Morphea is a localized form of scleroderma confined to the skin and subcutaneous tissues, without the systemic manifestations characteristic of systemic sclerosis (systemic sclerosis primarily affects internal organs). The pathophysiology involves excessive collagen deposition in the dermis and subcutaneous tissues, mediated by transforming growth factor-beta (TGF-β) and other fibrogenic cytokines, with activation of fibroblasts and myofibroblasts. Morphea presents as circumscribed patches of induration with characteristic lilac ring (reddish-purple border) in early stages. Lesions typically begin as erythematous or violet patches that gradually harden and become sclerotic. Hypopigmentation or hyperpigmentation develops at lesion sites. Common locations include lower abdomen, flanks, upper back, and lower extremities. Morphea can be superficial (affecting dermis only) or involve subcutaneous tissue and muscle. Linear morphea (scleroderma en coup de sabre) can cause significant deformity, particularly when involving the face or affecting function over joints. En coup de sabre with facial involvement can cause hemifacial atrophy. Systemic symptoms and internal organ involvement (which define systemic sclerosis) do not occur with morphea.

Common Symptoms

  • Hardened, thickened patches of skin with well-defined borders
  • Purple or reddish rings around patches (lilac ring sign)
  • Hypopigmentation or hyperpigmentation of affected areas
  • Skin tightness and loss of normal skin texture
  • Itching or burning sensations
  • Contractures and functional impairment if involving joints

Who It Affects

Morphea can develop at any age but most commonly appears in adults aged 30-60 years, with higher prevalence in women (female-to-male ratio approximately 2-3:1). It occurs across all racial and ethnic groups, though some studies suggest higher prevalence in Caucasians. The disease is not inherited, though autoimmune tendency may run in families.

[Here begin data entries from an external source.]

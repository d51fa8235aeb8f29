//! Per-game state

use crate::core::RootWord;

/// One game: a root word and the words found for it so far
///
/// Used words are kept most recent first. The list only grows until the session is
/// replaced by a new one.
#[derive(Debug, Clone, PartialEq, Eq)]
pub struct Session {
    root: RootWord,
    used_words: Vec<String>,
}

impl Session {
    #[must_use]
    pub const fn new(root: RootWord) -> Self {
        Self {
            root,
            used_words: Vec::new(),
        }
    }

    #[inline]
    #[must_use]
    pub const fn root(&self) -> &RootWord {
        &self.root
    }

    /// Accepted words, most recent first
    #[inline]
    #[must_use]
    pub fn used_words(&self) -> &[String] {
        &self.used_words
    }

    /// Number of words found this session
    #[inline]
    #[must_use]
    pub fn words_found(&self) -> usize {
        self.used_words.len()
    }

    /// Total letters across all words found this session
    #[must_use]
    pub fn letters_found(&self) -> usize {
        self.used_words.iter().map(|w| w.chars().count()).sum()
    }

    pub(crate) fn record(&mut self, word: String) {
        self.used_words.insert(0, word);
    }
}

#[cfg(test)]
mod tests {
    use super::*;

    #[test]
    fn new_session_is_empty() {
        let session = Session::new(RootWord::new("silkworm").unwrap());
        assert_eq!(session.root().text(), "silkworm");
        assert!(session.used_words().is_empty());
        assert_eq!(session.words_found(), 0);
        assert_eq!(session.letters_found(), 0);
    }

    #[test]
    fn record_keeps_most_recent_first() {
        let mut session = Session::new(RootWord::new("silkworm").unwrap());
        session.record("silk".to_string());
        session.record("worm".to_string());
        session.record("milk".to_string());

        assert_eq!(session.used_words(), &["milk", "worm", "silk"]);
        assert_eq!(session.words_found(), 3);
        assert_eq!(session.letters_found(), 12);
    }
}
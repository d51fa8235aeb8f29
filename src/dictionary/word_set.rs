//! In-memory dictionary backed by a word list

use super::{Dictionary, Language};
use crate::error::Result;
use crate::wordlists::{DICTIONARY, loader};
use rustc_hash::FxHashSet;
use std::path::Path;
use tracing::info;

/// A dictionary that recognizes exactly the words it was built from
#[derive(Debug, Clone)]
pub struct WordSetDictionary {
    language: Language,
    words: Vec<String>,
    lookup: FxHashSet<String>,
}

impl WordSetDictionary {
    /// Build a dictionary from already normalized words
    ///
    /// Duplicates are dropped; the first occurrence keeps its position.
    pub fn from_words<I, S>(language: Language, words: I) -> Self
    where
        I: IntoIterator<Item = S>,
        S: Into<String>,
    {
        let mut lookup = FxHashSet::default();
        let mut ordered = Vec::new();

        for word in words {
            let word = word.into();
            if lookup.insert(word.clone()) {
                ordered.push(word);
            }
        }

        Self {
            language,
            words: ordered,
            lookup,
        }
    }

    /// The English dictionary compiled into the binary
    #[must_use]
    pub fn embedded() -> Self {
        Self::from_words(Language::ENGLISH, loader::words_from_slice(DICTIONARY))
    }

    /// Load a newline-delimited dictionary file
    ///
    /// # Errors
    ///
    /// Returns a `LoadError` if the file is missing, unreadable, or has no words.
    pub fn from_file<P: AsRef<Path>>(language: Language, path: P) -> Result<Self> {
        let words = loader::load_from_file(&path)?;
        let dictionary = Self::from_words(language, words);
        info!(
            "Dictionary ready: {} {} words",
            dictionary.len(),
            dictionary.language
        );
        Ok(dictionary)
    }

    /// Language this dictionary answers for
    #[inline]
    #[must_use]
    pub const fn language(&self) -> Language {
        self.language
    }

    /// Number of distinct words
    #[inline]
    #[must_use]
    pub fn len(&self) -> usize {
        self.words.len()
    }

    #[inline]
    #[must_use]
    pub fn is_empty(&self) -> bool {
        self.words.is_empty()
    }
}

impl Dictionary for WordSetDictionary {
    fn is_recognized_word(&self, word: &str, language: Language) -> bool {
        language == self.language && self.lookup.contains(word)
    }

    fn vocabulary(&self) -> &[String] {
        &self.words
    }
}
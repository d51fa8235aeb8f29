//! Dictionary capability
//!
//! Recognizing real words is an external concern. The validator only depends on the
//! `Dictionary` trait, so tests and front ends can plug in any word source.

mod word_set;

pub use word_set::WordSetDictionary;

use std::fmt;

/// Language tag a dictionary answers for
#[derive(Debug, Clone, Copy, PartialEq, Eq, Hash)]
pub struct Language(&'static str);

impl Language {
    /// English, the only language the bundled dictionary covers
    pub const ENGLISH: Self = Self("en");

    /// The BCP 47 style tag, e.g. `"en"`
    #[inline]
    #[must_use]
    pub const fn tag(self) -> &'static str {
        self.0
    }
}

impl fmt::Display for Language {
    fn fmt(&self, f: &mut fmt::Formatter<'_>) -> fmt::Result {
        write!(f, "{}", self.0)
    }
}

/// Something that can tell whether a word is real
pub trait Dictionary {
    /// Whether `word` is a recognized word in `language`
    ///
    /// `word` is already normalized to lowercase.
    fn is_recognized_word(&self, word: &str, language: Language) -> bool;

    /// Every word the dictionary knows, if it can enumerate them
    ///
    /// Lookup-only services return an empty slice; hint counts are then zero.
    fn vocabulary(&self) -> &[String] {
        &[]
    }
}

impl<D: Dictionary + ?Sized> Dictionary for &D {
    fn is_recognized_word(&self, word: &str, language: Language) -> bool {
        (**self).is_recognized_word(word, language)
    }

    fn vocabulary(&self) -> &[String] {
        (**self).vocabulary()
    }
}
//! Root word representation
//!
//! A `RootWord` is the fixed word whose letters constrain every submission in a session.

use std::fmt;

/// Error type for invalid root words
#[derive(Debug, Clone, PartialEq, Eq)]
pub enum WordError {
    Empty,
    InvalidCharacters,
}

impl fmt::Display for WordError {
    fn fmt(&self, f: &mut fmt::Formatter<'_>) -> fmt::Result {
        match self {
            Self::Empty => write!(f, "Root word must not be empty"),
            Self::InvalidCharacters => write!(f, "Root word must contain only letters"),
        }
    }
}

impl std::error::Error for WordError {}

/// Normalize raw player input into a candidate word
///
/// Trims surrounding whitespace and lowercases the rest. The result may be empty.
///
/// # Examples
/// ```
/// use word_scramble::core::normalize;
///
/// assert_eq!(normalize("  Silk\n"), "silk");
/// assert_eq!(normalize("   "), "");
/// ```
#[must_use]
pub fn normalize(input: &str) -> String {
    input.trim().to_lowercase()
}

/// The lowercase word a session is built around
#[derive(Debug, Clone, PartialEq, Eq, Hash)]
pub struct RootWord {
    text: String,
}

impl RootWord {
    /// Create a root word from raw text
    ///
    /// # Errors
    /// Returns `WordError` if the normalized text is empty or contains anything
    /// other than alphabetic characters.
    ///
    /// # Examples
    /// ```
    /// use word_scramble::core::RootWord;
    ///
    /// let root = RootWord::new(" SilkWorm ").unwrap();
    /// assert_eq!(root.text(), "silkworm");
    ///
    /// assert!(RootWord::new("").is_err());
    /// assert!(RootWord::new("silk worm").is_err());
    /// ```
    pub fn new(text: impl AsRef<str>) -> Result<Self, WordError> {
        let text = normalize(text.as_ref());

        if text.is_empty() {
            return Err(WordError::Empty);
        }

        if !text.chars().all(char::is_alphabetic) {
            return Err(WordError::InvalidCharacters);
        }

        Ok(Self { text })
    }

    /// Get the word as a string slice
    #[inline]
    #[must_use]
    pub fn text(&self) -> &str {
        &self.text
    }

    /// Number of letters in the word
    #[inline]
    #[must_use]
    pub fn len(&self) -> usize {
        self.text.chars().count()
    }

    /// Always false; a root word is never empty
    #[inline]
    #[must_use]
    pub fn is_empty(&self) -> bool {
        self.text.is_empty()
    }

    /// The letters of the word, in order, one entry per occurrence
    #[must_use]
    pub fn letters(&self) -> Vec<char> {
        self.text.chars().collect()
    }
}

impl fmt::Display for RootWord {
    fn fmt(&self, f: &mut fmt::Formatter<'_>) -> fmt::Result {
        write!(f, "{}", self.text)
    }
}
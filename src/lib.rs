//! Word Scramble
//!
//! Build as many words as you can from the letters of a root word. Every word must be
//! new, spelled from the root's letters, and real.
//!
//! # Quick Start
//!
//! ```rust
//! use word_scramble::core::RootWord;
//! use word_scramble::dictionary::{Language, WordSetDictionary};
//! use word_scramble::validation::{Verdict, WordValidator};
//!
//! let validator = WordValidator::new(WordSetDictionary::embedded(), Language::ENGLISH);
//! let root = RootWord::new("silkworm").unwrap();
//!
//! let used: Vec<String> = Vec::new();
//! assert_eq!(validator.validate("silk", &root, &used), Verdict::Accepted);
//! ```

// Core domain types
pub mod core;

// Word recognition
pub mod dictionary;

// Startup errors
pub mod error;

// Sessions and the game controller
pub mod game;

// Submission rules
pub mod validation;

// Word lists
pub mod wordlists;

// Command implementations
pub mod commands;

// Terminal output formatting
pub mod output;

// Interactive TUI interface
pub mod interactive;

Getting Involved in Clinical Trials

Clinical trials for Morphea focus on topical and systemic approaches to reduce skin fibrosis and improve outcomes. Trials investigate topical corticosteroids, calcineurin inhibitors, vitamin D analogues, and systemic agents including methotrexate, mycophenolate mofetil, and phototherapy. Research explores mechanisms of fibrosis and potential targets. Management emphasizes early intervention and monitoring for dysfunction. Patients should consult with a dermatologist experienced in scleroderma diseases.